Which of the lines below mention the word "positions"? Pull each one out.

## DATA

* * * * * * * * *

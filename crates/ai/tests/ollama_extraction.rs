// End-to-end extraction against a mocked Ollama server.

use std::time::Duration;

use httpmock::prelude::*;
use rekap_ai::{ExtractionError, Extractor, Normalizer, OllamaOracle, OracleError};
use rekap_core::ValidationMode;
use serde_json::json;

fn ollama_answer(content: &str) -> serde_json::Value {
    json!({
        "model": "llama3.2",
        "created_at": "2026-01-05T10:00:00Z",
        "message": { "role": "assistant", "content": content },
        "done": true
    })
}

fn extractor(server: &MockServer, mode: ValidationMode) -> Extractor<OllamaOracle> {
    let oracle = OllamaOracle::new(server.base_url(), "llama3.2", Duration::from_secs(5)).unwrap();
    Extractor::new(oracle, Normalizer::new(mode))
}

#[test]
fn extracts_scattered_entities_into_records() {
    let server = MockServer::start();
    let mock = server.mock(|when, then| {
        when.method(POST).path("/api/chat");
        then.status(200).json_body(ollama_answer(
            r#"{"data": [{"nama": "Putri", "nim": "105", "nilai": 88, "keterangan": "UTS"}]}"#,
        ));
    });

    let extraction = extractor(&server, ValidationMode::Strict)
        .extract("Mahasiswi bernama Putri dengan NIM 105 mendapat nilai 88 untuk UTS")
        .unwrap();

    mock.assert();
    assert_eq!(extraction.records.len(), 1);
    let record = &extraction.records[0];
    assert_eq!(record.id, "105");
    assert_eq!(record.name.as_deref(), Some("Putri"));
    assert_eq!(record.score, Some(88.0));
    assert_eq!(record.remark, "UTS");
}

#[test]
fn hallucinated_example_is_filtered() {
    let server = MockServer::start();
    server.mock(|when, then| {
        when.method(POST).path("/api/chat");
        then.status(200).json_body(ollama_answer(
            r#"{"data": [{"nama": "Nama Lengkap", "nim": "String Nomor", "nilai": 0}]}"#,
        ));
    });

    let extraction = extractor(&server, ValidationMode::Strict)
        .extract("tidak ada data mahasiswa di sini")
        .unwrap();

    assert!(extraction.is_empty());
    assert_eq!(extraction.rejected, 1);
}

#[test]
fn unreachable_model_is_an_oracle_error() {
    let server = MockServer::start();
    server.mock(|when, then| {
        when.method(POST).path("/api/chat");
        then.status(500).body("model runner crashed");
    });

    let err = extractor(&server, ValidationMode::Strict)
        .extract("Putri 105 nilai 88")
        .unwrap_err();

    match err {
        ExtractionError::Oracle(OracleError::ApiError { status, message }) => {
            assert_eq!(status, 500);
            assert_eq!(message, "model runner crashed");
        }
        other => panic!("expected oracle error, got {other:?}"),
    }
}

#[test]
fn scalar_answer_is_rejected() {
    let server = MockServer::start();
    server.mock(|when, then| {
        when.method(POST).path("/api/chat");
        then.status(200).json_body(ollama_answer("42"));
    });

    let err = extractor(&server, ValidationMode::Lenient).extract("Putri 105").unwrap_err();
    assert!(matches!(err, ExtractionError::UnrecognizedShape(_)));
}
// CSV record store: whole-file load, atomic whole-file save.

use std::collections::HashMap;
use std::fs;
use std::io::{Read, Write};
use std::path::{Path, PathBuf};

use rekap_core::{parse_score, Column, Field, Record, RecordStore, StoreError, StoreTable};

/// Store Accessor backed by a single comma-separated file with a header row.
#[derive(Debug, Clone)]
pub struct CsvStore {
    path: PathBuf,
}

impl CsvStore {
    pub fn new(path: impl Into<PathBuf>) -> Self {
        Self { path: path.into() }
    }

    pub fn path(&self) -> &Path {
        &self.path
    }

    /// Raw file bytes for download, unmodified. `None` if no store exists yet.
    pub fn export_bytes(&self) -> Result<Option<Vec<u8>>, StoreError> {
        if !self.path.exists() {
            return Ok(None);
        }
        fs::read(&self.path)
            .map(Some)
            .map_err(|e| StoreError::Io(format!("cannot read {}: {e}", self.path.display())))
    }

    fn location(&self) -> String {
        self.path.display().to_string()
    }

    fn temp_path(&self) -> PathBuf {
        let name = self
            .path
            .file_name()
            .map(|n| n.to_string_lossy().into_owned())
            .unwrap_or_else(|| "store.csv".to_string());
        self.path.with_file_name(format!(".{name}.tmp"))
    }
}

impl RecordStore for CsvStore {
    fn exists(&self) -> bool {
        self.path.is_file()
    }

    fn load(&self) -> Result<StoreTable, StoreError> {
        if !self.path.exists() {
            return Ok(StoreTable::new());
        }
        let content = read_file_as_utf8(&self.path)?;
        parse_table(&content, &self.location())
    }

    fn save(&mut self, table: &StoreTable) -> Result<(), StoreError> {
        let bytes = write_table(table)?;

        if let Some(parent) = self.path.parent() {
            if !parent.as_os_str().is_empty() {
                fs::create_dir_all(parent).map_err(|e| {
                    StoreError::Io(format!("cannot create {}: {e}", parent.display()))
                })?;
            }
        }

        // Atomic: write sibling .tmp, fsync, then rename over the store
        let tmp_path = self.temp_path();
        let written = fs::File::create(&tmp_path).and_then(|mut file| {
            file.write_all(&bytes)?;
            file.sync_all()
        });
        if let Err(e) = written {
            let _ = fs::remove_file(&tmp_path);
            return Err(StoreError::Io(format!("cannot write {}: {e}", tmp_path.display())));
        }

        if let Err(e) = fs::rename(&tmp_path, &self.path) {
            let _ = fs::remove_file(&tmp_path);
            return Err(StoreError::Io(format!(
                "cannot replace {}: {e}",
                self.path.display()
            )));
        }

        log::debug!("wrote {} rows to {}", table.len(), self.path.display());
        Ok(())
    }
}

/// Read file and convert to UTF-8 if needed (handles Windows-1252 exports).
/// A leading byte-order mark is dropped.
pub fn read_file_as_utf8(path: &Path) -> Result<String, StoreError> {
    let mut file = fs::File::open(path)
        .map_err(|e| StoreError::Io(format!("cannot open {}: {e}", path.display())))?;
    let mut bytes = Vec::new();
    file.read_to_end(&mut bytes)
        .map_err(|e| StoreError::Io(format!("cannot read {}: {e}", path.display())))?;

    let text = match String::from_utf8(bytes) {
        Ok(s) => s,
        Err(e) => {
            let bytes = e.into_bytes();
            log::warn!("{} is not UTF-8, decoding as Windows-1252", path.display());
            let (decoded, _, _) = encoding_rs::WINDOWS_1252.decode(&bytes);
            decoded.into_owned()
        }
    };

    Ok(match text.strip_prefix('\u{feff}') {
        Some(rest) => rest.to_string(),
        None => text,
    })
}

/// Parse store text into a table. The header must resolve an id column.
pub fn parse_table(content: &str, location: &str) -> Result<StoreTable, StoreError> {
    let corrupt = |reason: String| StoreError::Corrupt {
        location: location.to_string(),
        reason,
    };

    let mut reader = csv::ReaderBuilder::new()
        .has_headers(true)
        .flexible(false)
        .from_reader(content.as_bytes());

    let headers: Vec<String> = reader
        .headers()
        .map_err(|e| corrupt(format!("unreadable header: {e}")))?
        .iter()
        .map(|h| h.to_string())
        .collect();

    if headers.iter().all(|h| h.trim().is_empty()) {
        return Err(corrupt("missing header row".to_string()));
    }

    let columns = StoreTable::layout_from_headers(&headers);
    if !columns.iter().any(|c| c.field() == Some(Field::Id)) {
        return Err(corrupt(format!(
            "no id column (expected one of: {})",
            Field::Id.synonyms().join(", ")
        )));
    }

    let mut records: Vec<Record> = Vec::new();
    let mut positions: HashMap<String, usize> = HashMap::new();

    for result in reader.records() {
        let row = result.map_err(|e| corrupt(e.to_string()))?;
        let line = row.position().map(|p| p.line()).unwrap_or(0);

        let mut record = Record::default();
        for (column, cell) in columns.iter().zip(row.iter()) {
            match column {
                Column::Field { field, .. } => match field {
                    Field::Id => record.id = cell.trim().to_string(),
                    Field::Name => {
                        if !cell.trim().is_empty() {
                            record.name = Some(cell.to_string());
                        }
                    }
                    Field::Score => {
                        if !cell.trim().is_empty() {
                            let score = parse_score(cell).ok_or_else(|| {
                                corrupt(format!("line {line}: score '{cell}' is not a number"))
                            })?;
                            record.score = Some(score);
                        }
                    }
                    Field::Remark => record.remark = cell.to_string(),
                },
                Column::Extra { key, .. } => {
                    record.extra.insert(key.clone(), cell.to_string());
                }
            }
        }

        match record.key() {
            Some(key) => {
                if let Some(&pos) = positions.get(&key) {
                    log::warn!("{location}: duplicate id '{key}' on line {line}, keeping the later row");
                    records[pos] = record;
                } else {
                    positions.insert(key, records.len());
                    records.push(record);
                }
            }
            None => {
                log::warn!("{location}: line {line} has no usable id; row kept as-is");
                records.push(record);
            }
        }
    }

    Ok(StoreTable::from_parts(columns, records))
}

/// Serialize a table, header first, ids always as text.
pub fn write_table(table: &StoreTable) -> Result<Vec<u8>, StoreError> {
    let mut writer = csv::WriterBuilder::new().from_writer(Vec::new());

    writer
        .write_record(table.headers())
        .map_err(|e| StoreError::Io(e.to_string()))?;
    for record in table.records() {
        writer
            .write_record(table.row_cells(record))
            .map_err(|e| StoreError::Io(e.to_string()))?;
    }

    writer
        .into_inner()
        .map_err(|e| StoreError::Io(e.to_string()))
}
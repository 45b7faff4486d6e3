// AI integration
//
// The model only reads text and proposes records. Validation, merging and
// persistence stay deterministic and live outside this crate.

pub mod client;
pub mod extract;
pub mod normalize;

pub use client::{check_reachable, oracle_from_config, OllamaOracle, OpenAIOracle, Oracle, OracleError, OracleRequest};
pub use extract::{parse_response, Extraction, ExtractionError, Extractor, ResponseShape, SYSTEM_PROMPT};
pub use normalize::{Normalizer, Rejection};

* * * * * * * * *

## ANSWER TO THIS PROBLEM
    let mut positions: HashMap<String, usize> = HashMap::new();
                if let Some(&pos) = positions.get(&key) {
                    positions.insert(key, records.len());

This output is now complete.